Work to be completed: Search the entries for lines that contain the word "ValueEnum", and report each one found.
[Data records — start]
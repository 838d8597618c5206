use std::collections::{HashMap, HashSet};

use clap::ValueEnum;
use tracing::debug;

use crate::model::{EdgeKind, GraphEdge, GraphNode, NodeKind, NodeMetadata};
use crate::source::{GraphPayload, RawNode};

#[derive(Clone, Copy, Debug, Default, PartialEq, Eq, Hash, ValueEnum)]
pub enum ViewMode {
    /// One node per file, import edges only.
    #[default]
    File,
    /// Every entity the analyzer reported.
    Symbol,
}

impl ViewMode {
    pub fn label(self) -> &'static str {
        match self {
            Self::File => "Files",
            Self::Symbol => "Symbols",
        }
    }
}

#[derive(Clone, Copy, Debug, Default, PartialEq, Eq)]
pub struct ProjectionOptions {
    pub view_mode: ViewMode,
    pub include_external: bool,
    pub include_isolated: bool,
}

/// Display graph produced by [`project`]. Every edge references two nodes of
/// `nodes`; order carries no meaning.
#[derive(Clone, Debug, Default, PartialEq, Eq)]
pub struct ProjectedGraph {
    pub nodes: Vec<GraphNode>,
    pub edges: Vec<GraphEdge>,
}

impl ProjectedGraph {
    pub fn is_empty(&self) -> bool {
        self.nodes.is_empty()
    }
}

pub fn project(payload: &GraphPayload, options: &ProjectionOptions) -> ProjectedGraph {
    let keep_kind = |kind: NodeKind| match options.view_mode {
        ViewMode::File => {
            kind == NodeKind::File || (options.include_external && kind == NodeKind::ExternalModule)
        }
        ViewMode::Symbol => options.include_external || kind != NodeKind::ExternalModule,
    };

    let mut seen = HashSet::new();
    let mut nodes = payload
        .nodes
        .iter()
        .filter(|node| keep_kind(node.node_kind()) && seen.insert(node.id.as_str()))
        .collect::<Vec<_>>();

    let kind_by_id = nodes
        .iter()
        .map(|node| (node.id.as_str(), node.node_kind()))
        .collect::<HashMap<_, _>>();

    let mut edges = payload
        .edges
        .iter()
        .filter_map(|raw| {
            let source_kind = *kind_by_id.get(raw.source.as_str())?;
            let target_kind = *kind_by_id.get(raw.target.as_str())?;
            let edge = GraphEdge::new(raw.source.as_str(), raw.target.as_str(), &raw.kind);

            if options.view_mode == ViewMode::File {
                let target_allowed = target_kind == NodeKind::File
                    || (options.include_external && target_kind == NodeKind::ExternalModule);
                if edge.kind != EdgeKind::Imports
                    || source_kind != NodeKind::File
                    || !target_allowed
                {
                    return None;
                }
            }

            Some(edge)
        })
        .collect::<Vec<_>>();

    if !options.include_isolated {
        let connected = edges
            .iter()
            .flat_map(|edge| [edge.source.as_str(), edge.target.as_str()])
            .collect::<HashSet<_>>();
        nodes.retain(|node| connected.contains(node.id.as_str()));

        let surviving = nodes
            .iter()
            .map(|node| node.id.as_str())
            .collect::<HashSet<_>>();
        edges.retain(|edge| {
            surviving.contains(edge.source.as_str()) && surviving.contains(edge.target.as_str())
        });
    }

    debug!(
        mode = ?options.view_mode,
        nodes = nodes.len(),
        edges = edges.len(),
        "projected graph"
    );

    ProjectedGraph {
        nodes: nodes.into_iter().map(to_graph_node).collect(),
        edges,
    }
}

fn to_graph_node(raw: &RawNode) -> GraphNode {
    GraphNode::new(raw.id.as_str(), raw.display_label(), raw.node_kind()).with_metadata(
        NodeMetadata {
            file_path: raw.file_path.clone(),
            language: raw.language.clone(),
            line_count: raw.line_count,
        },
    )
}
[Data records — finish]
Result of this exercise:
use clap::ValueEnum;
#[derive(Clone, Copy, Debug, Default, PartialEq, Eq, Hash, ValueEnum)]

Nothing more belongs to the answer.